[Records provided]
--------
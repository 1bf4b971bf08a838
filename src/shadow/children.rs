use std::collections::{BTreeMap, BTreeSet};

use smallvec::SmallVec;

use crate::foundation::core::Tag;
use crate::foundation::error::{ShadowResult, invariant};

/// Arguments of one combined `manageChildren` reparent call.
///
/// Every index refers to the container's child list as it was before this call mutated it.
#[derive(Clone, Debug, Default, PartialEq, Eq, serde::Serialize, serde::Deserialize)]
#[serde(rename_all = "camelCase", default)]
pub struct ManageChildren {
    /// Indices of children to detach and re-insert.
    pub move_from: Vec<usize>,
    /// Destination index for each `move_from` entry.
    pub move_to: Vec<usize>,
    /// Tags to attach.
    pub add_tags: Vec<Tag>,
    /// Destination index for each `add_tags` entry.
    pub add_at: Vec<usize>,
    /// Indices of children to remove and purge.
    pub remove_at: Vec<usize>,
}

/// Result of applying [`ManageChildren`] to a child list.
#[derive(Clone, Debug, Default, PartialEq, Eq)]
pub(crate) struct ChildReorder {
    /// Final child order.
    pub(crate) children: Vec<Tag>,
    /// Children removed permanently (their subtrees get purged).
    pub(crate) removed: Vec<Tag>,
    /// Children detached but overwritten in the insertion map (last writer wins).
    pub(crate) dropped: Vec<Tag>,
}

impl ManageChildren {
    /// Remove every current child.
    pub fn remove_all(count: usize) -> Self {
        Self {
            remove_at: (0..count).collect(),
            ..Self::default()
        }
    }

    /// Swap the child at `index` for `with`.
    pub fn replace_at(index: usize, with: Tag) -> Self {
        Self {
            add_tags: vec![with],
            add_at: vec![index],
            remove_at: vec![index],
            ..Self::default()
        }
    }

    /// Whether the call mutates nothing.
    pub fn is_empty(&self) -> bool {
        self.move_from.is_empty() && self.add_tags.is_empty() && self.remove_at.is_empty()
    }

    pub(crate) fn validate(&self) -> ShadowResult<()> {
        if self.move_from.len() != self.move_to.len() {
            return Err(invariant(format!(
                "manageChildren: moveFrom has {} entries but moveTo has {}",
                self.move_from.len(),
                self.move_to.len()
            )));
        }
        if self.add_tags.len() != self.add_at.len() {
            return Err(invariant(format!(
                "manageChildren: addTags has {} entries but addAt has {}",
                self.add_tags.len(),
                self.add_at.len()
            )));
        }
        Ok(())
    }

    /// Compute the new child order for `current`.
    ///
    /// Indices past the end are skipped; with `strict` set, any shortfall between requested and
    /// resolved distinct indices is an invariant violation.
    pub(crate) fn apply(&self, current: &[Tag], strict: bool) -> ShadowResult<ChildReorder> {
        self.validate()?;

        let removed_idx = resolve_indices(current, &self.remove_at, strict, "removeAt")?;
        let moved_idx = resolve_indices(current, &self.move_from, strict, "moveFrom")?;

        let removed: Vec<Tag> = removed_idx.iter().map(|&i| current[i]).collect();

        // Both detach phases work from the same pre-mutation snapshot.
        let mut remaining: Vec<Tag> = current
            .iter()
            .enumerate()
            .filter(|(i, _)| !removed_idx.contains(i) && !moved_idx.contains(i))
            .map(|(_, &t)| t)
            .collect();
        // A tag re-added while still attached here is moved, not duplicated.
        remaining.retain(|t| !self.add_tags.contains(t));

        let mut inserts = BTreeMap::<usize, Tag>::new();
        let mut dropped = Vec::new();
        let moves = self.move_from.iter().zip(&self.move_to);
        for (&from, &to) in moves {
            let Some(&tag) = current.get(from) else {
                continue;
            };
            if removed_idx.contains(&from) {
                continue;
            }
            if let Some(prev) = inserts.insert(to, tag) {
                dropped.push(prev);
            }
        }
        for (&tag, &at) in self.add_tags.iter().zip(&self.add_at) {
            if let Some(prev) = inserts.insert(at, tag) {
                dropped.push(prev);
            }
        }
        dropped.retain(|t| !inserts.values().any(|v| v == t));

        let mut children = remaining;
        children.reserve(inserts.len());
        for (offset, (dest, tag)) in inserts.into_iter().enumerate() {
            let at = dest.saturating_add(offset).min(children.len());
            children.insert(at, tag);
        }

        Ok(ChildReorder {
            children,
            removed,
            dropped,
        })
    }
}

fn resolve_indices(
    current: &[Tag],
    requested: &[usize],
    strict: bool,
    what: &str,
) -> ShadowResult<BTreeSet<usize>> {
    let resolved: BTreeSet<usize> = requested
        .iter()
        .copied()
        .filter(|&i| i < current.len())
        .collect();
    if strict && resolved.len() != requested.len() {
        let missing: SmallVec<[usize; 4]> = requested
            .iter()
            .copied()
            .filter(|&i| i >= current.len())
            .collect();
        return Err(invariant(format!(
            "manageChildren: {what} resolved {} of {} indices against {} children (out of range: {missing:?})",
            resolved.len(),
            requested.len(),
            current.len()
        )));
    }
    Ok(resolved)
}

#[cfg(test)]
#[path = "../../tests/unit/shadow/children.rs"]
mod tests;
--------
[Work order] Scan the records for the word "call", and copy each line where it is found.

[Expected answer]
/// Arguments of one combined `manageChildren` reparent call.
/// Every index refers to the container's child list as it was before this call mutated it.
    /// Whether the call mutates nothing.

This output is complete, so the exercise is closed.